### Brief
What the task needs is every record repeated exactly, nothing more.

==================================================

//! Integration tests for king of the hill: rotation, joining, standings.

use court_bracket::{
    confirm_match, koth, start_tournament, Match, MatchStatus, MemoryStore, PlayerRef,
    ProgressEvent, RuleConfig, SetScore, Side, Tournament, TournamentError, TournamentId,
    TournamentStore, KOTH_MATCH_ID,
};

fn started(names: &[&str]) -> (MemoryStore, TournamentId) {
    let store = MemoryStore::new();
    let t = Tournament::with_players("koth", RuleConfig::best_of(1, 11), names.iter().copied());
    let id = t.id;
    store.insert_tournament(t).unwrap();
    start_tournament(&store, id).unwrap();
    (store, id)
}

fn court(store: &MemoryStore, id: TournamentId) -> Match {
    store.get_match(id, KOTH_MATCH_ID).unwrap().unwrap()
}

fn on_court(m: &Match) -> (Option<&str>, Option<&str>) {
    (
        m.player1.as_ref().map(|p| p.name.as_str()),
        m.player2.as_ref().map(|p| p.name.as_str()),
    )
}

/// Play one single-set game on court, won by `side`.
fn play(store: &MemoryStore, id: TournamentId, side: Side) -> Vec<ProgressEvent> {
    let mut m = court(store, id);
    m.sets = vec![match side {
        Side::Player1 => SetScore::new(11, 4),
        Side::Player2 => SetScore::new(4, 11),
    }];
    m.current_set = 1;
    m.status = MatchStatus::Live;
    store.put_match(id, m).unwrap();
    confirm_match(store, id, KOTH_MATCH_ID).unwrap()
}

#[test]
fn start_seats_two_and_queues_the_rest() {
    let (store, id) = started(&["A", "B", "C", "D"]);
    let m = court(&store, id);
    assert_eq!(on_court(&m), (Some("A"), Some("B")));
    assert_eq!(m.status, MatchStatus::Pending);
    assert_eq!(store.get_tournament(id).unwrap().koth_queue, ["C", "D"]);
}

#[test]
fn winner_stays_loser_to_the_back() {
    let (store, id) = started(&["A", "B", "C"]);
    let events = play(&store, id, Side::Player1);
    assert_eq!(
        events,
        vec![ProgressEvent::Rotated {
            incumbent: "A".into(),
            challenger: Some("C".into()),
        }]
    );

    let m = court(&store, id);
    assert_eq!(on_court(&m), (Some("A"), Some("C")));
    assert_eq!(m.status, MatchStatus::Pending);
    assert!(m.sets.is_empty());
    let t = store.get_tournament(id).unwrap();
    assert_eq!(t.koth_queue, ["B"]);
    assert_eq!(t.koth_stats["A"].wins, 1);
}

#[test]
fn challenger_who_wins_takes_the_court() {
    let (store, id) = started(&["A", "B", "C"]);
    play(&store, id, Side::Player2);
    assert_eq!(on_court(&court(&store, id)), (Some("B"), Some("C")));
    let t = store.get_tournament(id).unwrap();
    assert_eq!(t.koth_queue, ["A"]);
    assert!(!t.koth_queue.contains(&"B".to_string()));
}

#[test]
fn two_players_keep_playing_each_other() {
    let (store, id) = started(&["A", "B"]);
    play(&store, id, Side::Player2);
    assert_eq!(on_court(&court(&store, id)), (Some("B"), Some("A")));
    assert!(store.get_tournament(id).unwrap().koth_queue.is_empty());
}

#[test]
fn lone_incumbent_waits_live_until_someone_joins() {
    let (store, id) = started(&["A"]);
    let m = court(&store, id);
    assert_eq!(on_court(&m), (Some("A"), None));
    assert_eq!(m.status, MatchStatus::Live);

    koth::join(&store, id, "B", None).unwrap();
    let m = court(&store, id);
    assert_eq!(on_court(&m), (Some("A"), Some("B")));
    assert_eq!(m.status, MatchStatus::Pending);
    assert!(store.get_tournament(id).unwrap().koth_queue.is_empty());
}

#[test]
fn join_goes_to_the_back_of_the_queue() {
    let (store, id) = started(&["A", "B", "C"]);
    let player = koth::join(&store, id, "  D ", Some("user-4".into())).unwrap();
    assert_eq!(player.name, "D");
    assert_eq!(player.index, 3);
    assert_eq!(player.user_id.as_deref(), Some("user-4"));
    assert_eq!(store.get_tournament(id).unwrap().koth_queue, ["C", "D"]);
    assert_eq!(on_court(&court(&store, id)), (Some("A"), Some("B")));

    assert!(matches!(
        koth::join(&store, id, "d", None),
        Err(TournamentError::DuplicatePlayerName)
    ));
}

#[test]
fn join_requires_a_live_koth() {
    let store = MemoryStore::new();
    let t = Tournament::with_players("ko_4", RuleConfig::default(), ["A", "B"]);
    let id = t.id;
    store.insert_tournament(t).unwrap();
    start_tournament(&store, id).unwrap();
    assert!(matches!(
        koth::join(&store, id, "C", None),
        Err(TournamentError::InvalidState)
    ));
}

#[test]
fn result_needs_a_completed_match_with_that_winner() {
    let (store, id) = started(&["A", "B", "C"]);
    let result = koth::record_result(&store, id, KOTH_MATCH_ID, &PlayerRef::named("A"));
    assert!(matches!(result, Err(TournamentError::IntegrityViolation(_))));

    let mut m = court(&store, id);
    m.status = MatchStatus::Completed;
    m.winner = Some("A".into());
    store.put_match(id, m).unwrap();
    let result = koth::record_result(&store, id, KOTH_MATCH_ID, &PlayerRef::named("C"));
    assert!(matches!(result, Err(TournamentError::IntegrityViolation(_))));
    assert!(store.get_tournament(id).unwrap().koth_stats.is_empty());
}

#[test]
fn standings_rank_by_wins() {
    let (store, id) = started(&["A", "B", "C"]);
    play(&store, id, Side::Player1); // A beats B; A vs C
    play(&store, id, Side::Player2); // C beats A; C vs B
    play(&store, id, Side::Player1); // C beats B
    let t = store.get_tournament(id).unwrap();
    assert_eq!(
        koth::standings(&t),
        vec![("C".to_string(), 2), ("A".to_string(), 1)]
    );
}

#[test]
fn live_koth_registration_goes_through_the_queue() {
    let (store, id) = started(&["A", "B", "C"]);
    let imported = store.update_tournament(id, &mut |t: &mut Tournament| {
        t.import_roster("Zed\n".as_bytes()).map(|_| ())
    });
    assert!(matches!(imported, Err(TournamentError::InvalidState)));

    let mut t = store.get_tournament(id).unwrap();
    assert_eq!(t.players.len(), 3);
    assert!(matches!(t.add_player("Zed", None), Err(TournamentError::InvalidState)));

    koth::join(&store, id, "Zed", None).unwrap();
    let t = store.get_tournament(id).unwrap();
    assert_eq!(t.players.len(), 4);
    assert_eq!(t.koth_queue, ["C", "Zed"]);
}

#[test]
fn racing_confirms_record_one_win() {
    let (store, id) = started(&["A", "B", "C"]);
    let mut live = court(&store, id);
    live.sets = vec![SetScore::new(11, 4)];
    live.current_set = 1;
    live.status = MatchStatus::Live;
    store.put_match(id, live.clone()).unwrap();

    // Both scorers read the same live game and try to close it.
    let mut done = live.clone();
    done.status = MatchStatus::Completed;
    done.winner = Some("A".into());
    store.put_match_if_unchanged(id, &live.sets, done.clone()).unwrap();
    assert!(matches!(
        store.put_match_if_unchanged(id, &live.sets, done),
        Err(TournamentError::Conflict)
    ));

    koth::record_result(&store, id, KOTH_MATCH_ID, &PlayerRef::named("A")).unwrap();
    let t = store.get_tournament(id).unwrap();
    assert_eq!(t.koth_stats["A"].wins, 1);
    assert_eq!(on_court(&court(&store, id)), (Some("A"), Some("C")));
}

==================================================

### Expected answer
//! Integration tests for king of the hill: rotation, joining, standings.

use court_bracket::{
    confirm_match, koth, start_tournament, Match, MatchStatus, MemoryStore, PlayerRef,
    ProgressEvent, RuleConfig, SetScore, Side, Tournament, TournamentError, TournamentId,
    TournamentStore, KOTH_MATCH_ID,
};

fn started(names: &[&str]) -> (MemoryStore, TournamentId) {
    let store = MemoryStore::new();
    let t = Tournament::with_players("koth", RuleConfig::best_of(1, 11), names.iter().copied());
    let id = t.id;
    store.insert_tournament(t).unwrap();
    start_tournament(&store, id).unwrap();
    (store, id)
}

fn court(store: &MemoryStore, id: TournamentId) -> Match {
    store.get_match(id, KOTH_MATCH_ID).unwrap().unwrap()
}

fn on_court(m: &Match) -> (Option<&str>, Option<&str>) {
    (
        m.player1.as_ref().map(|p| p.name.as_str()),
        m.player2.as_ref().map(|p| p.name.as_str()),
    )
}

/// Play one single-set game on court, won by `side`.
fn play(store: &MemoryStore, id: TournamentId, side: Side) -> Vec<ProgressEvent> {
    let mut m = court(store, id);
    m.sets = vec![match side {
        Side::Player1 => SetScore::new(11, 4),
        Side::Player2 => SetScore::new(4, 11),
    }];
    m.current_set = 1;
    m.status = MatchStatus::Live;
    store.put_match(id, m).unwrap();
    confirm_match(store, id, KOTH_MATCH_ID).unwrap()
}

#[test]
fn start_seats_two_and_queues_the_rest() {
    let (store, id) = started(&["A", "B", "C", "D"]);
    let m = court(&store, id);
    assert_eq!(on_court(&m), (Some("A"), Some("B")));
    assert_eq!(m.status, MatchStatus::Pending);
    assert_eq!(store.get_tournament(id).unwrap().koth_queue, ["C", "D"]);
}

#[test]
fn winner_stays_loser_to_the_back() {
    let (store, id) = started(&["A", "B", "C"]);
    let events = play(&store, id, Side::Player1);
    assert_eq!(
        events,
        vec![ProgressEvent::Rotated {
            incumbent: "A".into(),
            challenger: Some("C".into()),
        }]
    );

    let m = court(&store, id);
    assert_eq!(on_court(&m), (Some("A"), Some("C")));
    assert_eq!(m.status, MatchStatus::Pending);
    assert!(m.sets.is_empty());
    let t = store.get_tournament(id).unwrap();
    assert_eq!(t.koth_queue, ["B"]);
    assert_eq!(t.koth_stats["A"].wins, 1);
}

#[test]
fn challenger_who_wins_takes_the_court() {
    let (store, id) = started(&["A", "B", "C"]);
    play(&store, id, Side::Player2);
    assert_eq!(on_court(&court(&store, id)), (Some("B"), Some("C")));
    let t = store.get_tournament(id).unwrap();
    assert_eq!(t.koth_queue, ["A"]);
    assert!(!t.koth_queue.contains(&"B".to_string()));
}

#[test]
fn two_players_keep_playing_each_other() {
    let (store, id) = started(&["A", "B"]);
    play(&store, id, Side::Player2);
    assert_eq!(on_court(&court(&store, id)), (Some("B"), Some("A")));
    assert!(store.get_tournament(id).unwrap().koth_queue.is_empty());
}

#[test]
fn lone_incumbent_waits_live_until_someone_joins() {
    let (store, id) = started(&["A"]);
    let m = court(&store, id);
    assert_eq!(on_court(&m), (Some("A"), None));
    assert_eq!(m.status, MatchStatus::Live);

    koth::join(&store, id, "B", None).unwrap();
    let m = court(&store, id);
    assert_eq!(on_court(&m), (Some("A"), Some("B")));
    assert_eq!(m.status, MatchStatus::Pending);
    assert!(store.get_tournament(id).unwrap().koth_queue.is_empty());
}

#[test]
fn join_goes_to_the_back_of_the_queue() {
    let (store, id) = started(&["A", "B", "C"]);
    let player = koth::join(&store, id, "  D ", Some("user-4".into())).unwrap();
    assert_eq!(player.name, "D");
    assert_eq!(player.index, 3);
    assert_eq!(player.user_id.as_deref(), Some("user-4"));
    assert_eq!(store.get_tournament(id).unwrap().koth_queue, ["C", "D"]);
    assert_eq!(on_court(&court(&store, id)), (Some("A"), Some("B")));

    assert!(matches!(
        koth::join(&store, id, "d", None),
        Err(TournamentError::DuplicatePlayerName)
    ));
}

#[test]
fn join_requires_a_live_koth() {
    let store = MemoryStore::new();
    let t = Tournament::with_players("ko_4", RuleConfig::default(), ["A", "B"]);
    let id = t.id;
    store.insert_tournament(t).unwrap();
    start_tournament(&store, id).unwrap();
    assert!(matches!(
        koth::join(&store, id, "C", None),
        Err(TournamentError::InvalidState)
    ));
}

#[test]
fn result_needs_a_completed_match_with_that_winner() {
    let (store, id) = started(&["A", "B", "C"]);
    let result = koth::record_result(&store, id, KOTH_MATCH_ID, &PlayerRef::named("A"));
    assert!(matches!(result, Err(TournamentError::IntegrityViolation(_))));

    let mut m = court(&store, id);
    m.status = MatchStatus::Completed;
    m.winner = Some("A".into());
    store.put_match(id, m).unwrap();
    let result = koth::record_result(&store, id, KOTH_MATCH_ID, &PlayerRef::named("C"));
    assert!(matches!(result, Err(TournamentError::IntegrityViolation(_))));
    assert!(store.get_tournament(id).unwrap().koth_stats.is_empty());
}

#[test]
fn standings_rank_by_wins() {
    let (store, id) = started(&["A", "B", "C"]);
    play(&store, id, Side::Player1); // A beats B; A vs C
    play(&store, id, Side::Player2); // C beats A; C vs B
    play(&store, id, Side::Player1); // C beats B
    let t = store.get_tournament(id).unwrap();
    assert_eq!(
        koth::standings(&t),
        vec![("C".to_string(), 2), ("A".to_string(), 1)]
    );
}

#[test]
fn live_koth_registration_goes_through_the_queue() {
    let (store, id) = started(&["A", "B", "C"]);
    let imported = store.update_tournament(id, &mut |t: &mut Tournament| {
        t.import_roster("Zed\n".as_bytes()).map(|_| ())
    });
    assert!(matches!(imported, Err(TournamentError::InvalidState)));

    let mut t = store.get_tournament(id).unwrap();
    assert_eq!(t.players.len(), 3);
    assert!(matches!(t.add_player("Zed", None), Err(TournamentError::InvalidState)));

    koth::join(&store, id, "Zed", None).unwrap();
    let t = store.get_tournament(id).unwrap();
    assert_eq!(t.players.len(), 4);
    assert_eq!(t.koth_queue, ["C", "Zed"]);
}

#[test]
fn racing_confirms_record_one_win() {
    let (store, id) = started(&["A", "B", "C"]);
    let mut live = court(&store, id);
    live.sets = vec![SetScore::new(11, 4)];
    live.current_set = 1;
    live.status = MatchStatus::Live;
    store.put_match(id, live.clone()).unwrap();

    // Both scorers read the same live game and try to close it.
    let mut done = live.clone();
    done.status = MatchStatus::Completed;
    done.winner = Some("A".into());
    store.put_match_if_unchanged(id, &live.sets, done.clone()).unwrap();
    assert!(matches!(
        store.put_match_if_unchanged(id, &live.sets, done),
        Err(TournamentError::Conflict)
    ));

    koth::record_result(&store, id, KOTH_MATCH_ID, &PlayerRef::named("A")).unwrap();
    let t = store.get_tournament(id).unwrap();
    assert_eq!(t.koth_stats["A"].wins, 1);
    assert_eq!(on_court(&court(&store, id)), (Some("A"), Some("C")));
}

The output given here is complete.